The two words in Delta’s profit warning that could have bigger implications
Delta’s decision to slash its forecast may indicate a deeper problem: it’s not just the consumers who are white-knuckling their wallets. It’s the companies.
If you squint at the SEC filing Delta Air Lines put out yesterday afternoon, you’ll find a reason for the slash-and-burn job it did on the quarterly profit forecast that it gave three short months ago.
“The outlook has been impacted by the recent reduction in consumer and corporate confidence caused by increased macro uncertainty, driving softness in domestic demand,” the company wrote.
That filing sent Delta Air Lines and some of the airline industry — which has already been wounded to the tune of $24 billion in collective market cap lost over the past month — even farther into a spiral.
Delta was down as much as 11.5% in premarket trading, though it managed to rise back to about 2% down just before the opening bell.

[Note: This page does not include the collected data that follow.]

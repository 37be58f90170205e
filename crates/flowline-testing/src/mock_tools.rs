//! # Mock Tools for Testing
//!
//! This module provides mock tool implementations that return predictable responses,
//! allowing for reliable and controlled agent testing scenarios.

use async_trait::async_trait;
use flowline_core::{Parameters, Tool, ToolError, ToolFactory, ToolOutput, ToolResult};
use flowline_tools::InMemoryToolRegistry;
use std::collections::HashMap;
use std::sync::atomic::{AtomicUsize, Ordering};
use std::sync::{Arc, Mutex};
use std::time::Duration;

#[derive(Debug, Clone)]
enum MockResponse {
    Output(ToolOutput),
    Failure(String),
}

/// A mock tool that returns predefined responses based on its `input` parameter.
///
/// Clones share call tracking, so a clone handed to a registry can be
/// inspected through the original.
#[derive(Debug, Clone)]
pub struct MockTool {
    tool_type: String,
    responses: HashMap<String, MockResponse>,
    default_response: Option<MockResponse>,
    delay: Option<Duration>,
    call_history: Arc<Mutex<Vec<Parameters>>>,
}

impl MockTool {
    /// Create a new mock tool with the given type key
    pub fn new(tool_type: impl Into<String>) -> Self {
        Self {
            tool_type: tool_type.into(),
            responses: HashMap::new(),
            default_response: None,
            delay: None,
            call_history: Arc::new(Mutex::new(Vec::new())),
        }
    }

    /// Add a text response for a specific `input` value
    pub fn with_response(mut self, input: impl Into<String>, response: impl Into<String>) -> Self {
        self.responses.insert(
            input.into(),
            MockResponse::Output(ToolOutput::text(response)),
        );
        self
    }

    /// Add a failure response for a specific `input` value
    pub fn with_failure(mut self, input: impl Into<String>, error: impl Into<String>) -> Self {
        self.responses
            .insert(input.into(), MockResponse::Failure(error.into()));
        self
    }

    /// Set a default text response for any unmatched input
    pub fn with_default_response(mut self, response: impl Into<String>) -> Self {
        self.default_response = Some(MockResponse::Output(ToolOutput::text(response)));
        self
    }

    /// Set a default structured output for any unmatched input
    pub fn with_default_output(mut self, output: impl Into<ToolOutput>) -> Self {
        self.default_response = Some(MockResponse::Output(output.into()));
        self
    }

    /// Set a default failure response for any unmatched input
    pub fn with_default_failure(mut self, error: impl Into<String>) -> Self {
        self.default_response = Some(MockResponse::Failure(error.into()));
        self
    }

    /// Sleep before answering
    pub fn with_delay(mut self, delay: Duration) -> Self {
        self.delay = Some(delay);
        self
    }

    /// Get the type key this tool is registered under
    pub fn tool_type(&self) -> &str {
        &self.tool_type
    }

    /// Get the number of times this tool has been called
    pub fn call_count(&self) -> usize {
        self.call_history.lock().unwrap().len()
    }

    /// Get the parameter maps passed to this tool, in call order
    pub fn call_history(&self) -> Vec<Parameters> {
        self.call_history.lock().unwrap().clone()
    }

    /// Get the parameters of the most recent call
    pub fn last_call(&self) -> Option<Parameters> {
        self.call_history.lock().unwrap().last().cloned()
    }

    /// Reset call history
    pub fn reset(&self) {
        self.call_history.lock().unwrap().clear();
    }

    /// Check if any call received `key` set to `value`
    pub fn was_called_with(&self, key: &str, value: &str) -> bool {
        self.call_history
            .lock()
            .unwrap()
            .iter()
            .any(|params| params.get(key).map(String::as_str) == Some(value))
    }

    fn respond(&self, parameters: &Parameters) -> ToolResult<ToolOutput> {
        let input = parameters.get("input").map(String::as_str).unwrap_or("");
        let response = self
            .responses
            .get(input)
            .or(self.default_response.as_ref());

        match response {
            Some(MockResponse::Output(output)) => Ok(output.clone()),
            Some(MockResponse::Failure(error)) => {
                Err(ToolError::execution_failed(&self.tool_type, error.clone()))
            }
            None => Ok(ToolOutput::text(format!("Mock response for: {}", input))),
        }
    }
}

#[async_trait]
impl Tool for MockTool {
    fn tool_type(&self) -> &str {
        &self.tool_type
    }

    async fn run(&self, parameters: Parameters) -> ToolResult<ToolOutput> {
        self.call_history.lock().unwrap().push(parameters.clone());

        if let Some(delay) = self.delay {
            tokio::time::sleep(delay).await;
        }

        self.respond(&parameters)
    }
}

/// Factory handing out clones of a [`MockTool`].
///
/// Records the static parameters of every instance it builds.
#[derive(Debug, Clone)]
pub struct MockToolFactory {
    tool: MockTool,
    created: Arc<AtomicUsize>,
    static_parameters: Arc<Mutex<Vec<Parameters>>>,
}

impl MockToolFactory {
    pub fn new(tool: MockTool) -> Self {
        Self {
            tool,
            created: Arc::new(AtomicUsize::new(0)),
            static_parameters: Arc::new(Mutex::new(Vec::new())),
        }
    }

    /// Get the template tool, sharing call history with every created instance
    pub fn tool(&self) -> &MockTool {
        &self.tool
    }

    /// Get the number of instances created so far
    pub fn created_count(&self) -> usize {
        self.created.load(Ordering::SeqCst)
    }

    /// Get the static parameters each instance was created with
    pub fn static_parameters(&self) -> Vec<Parameters> {
        self.static_parameters.lock().unwrap().clone()
    }
}

impl ToolFactory for MockToolFactory {
    fn create(&self, static_parameters: &Parameters) -> Box<dyn Tool> {
        self.created.fetch_add(1, Ordering::SeqCst);
        self.static_parameters
            .lock()
            .unwrap()
            .push(static_parameters.clone());
        Box::new(self.tool.clone())
    }
}

/// Build a registry with one [`MockToolFactory`] per tool, keyed by tool type
pub fn mock_tool_registry(tools: impl IntoIterator<Item = MockTool>) -> InMemoryToolRegistry {
    tools.into_iter().fold(InMemoryToolRegistry::new(), |registry, tool| {
        let tool_type = tool.tool_type().to_string();
        registry.with_factory(tool_type, MockToolFactory::new(tool))
    })
}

But if you read between the lines, this isn’t just about Delta, or even just about airlines. The broader business world should pay attention to two words from that passage in the Delta filing: “corporate confidence.”
It’s obvious things don’t feel great right now. Markets have been under sustained pressure from several angles — wild uncertainty around tariffs that could reignite inflation, an unwind of bets on riskier assets like tech stocks and cryptocurrencies, and fears that consumers are tightening up and spending more carefully.
But Delta’s filing indicates a deeper problem: it’s not just the consumers who are white-knuckling their wallets. It’s the companies.
When an airline says it notices that businesses aren’t as confident — i.e. Corporate America’s suits aren’t booking as many business trips — pay attention. There will be ripple effects.
If you don’t book that business trip, you don’t book a hotel stay. If you don’t stay at the hotel, you don’t expense a drink at the hotel bar. You don’t book a rental car, pay for gas, or take an Uber to your destination. You don’t go out to dinner with friends in the city where you’re staying, you don’t tip the server, and so on.
Business expenses are a serious revenue engine. The Global Business Travel Association, an industry group that no doubt has some bias, says the US was the nation that spent the most on business travel, with total expenditures of $421.1 billion in 2022, the latest data available. To put that in perspective, that’s more than double the revenue that Amazon, the company with the most revenue in the US, generated last year. The GBTA says business travel also “supported 6 million jobs and represented 3.5% of total employment.” It’s an extreme example, but the Harvard Growth Lab in 2020 estimated that if the US were to cease all business travel, global GDP would drop by 1.1%.
But a reduction in business travel isn’t the only impact here. The other important thing to remember is that when businesses are clamping down on travel, that means they’re undoubtedly also starting to look for other places to cut.
What happens next? People start getting laid off. Companies’ payrolls have swelled in recent years, so executives will certainly find room to cut. According to the Bureau of Labor Statistics, the number of people employed full time was 3.8% higher in January 2025 than it was in January 2020, just before COVID-19 broke into the US.
Delta’s forecast cut is also interesting because the drop was so steep in such a short time. The company had given its previous forecast on January 10, calling for earnings per share of $0.70 to $1 in the first quarter, with revenue expected to rise 7% to 9%. At the time, Delta’s CFO said, “We have good visibility as we sit here today, as it relates to first quarter, and really the first half of the year. We feel good about that.” Three months later, the situation has starkly changed. The new forecast is for $0.30 to $0.50 of earnings and revenue growth of 3% to 4%.
It’s a remarkable pivot for an airline, and one that indicates a serious deterioration in what Delta is seeing that we can’t yet.
To be sure, there’s always the chance this moment may wind up being a blip, just a moment for investors to buy the dip. But we’re living in a time when people are credibly worried about rising prices, slowing economic growth, and being laid off all at the same time. If a cutback in business travel is already starting, like Delta says it is, it’s certainly not a good sign.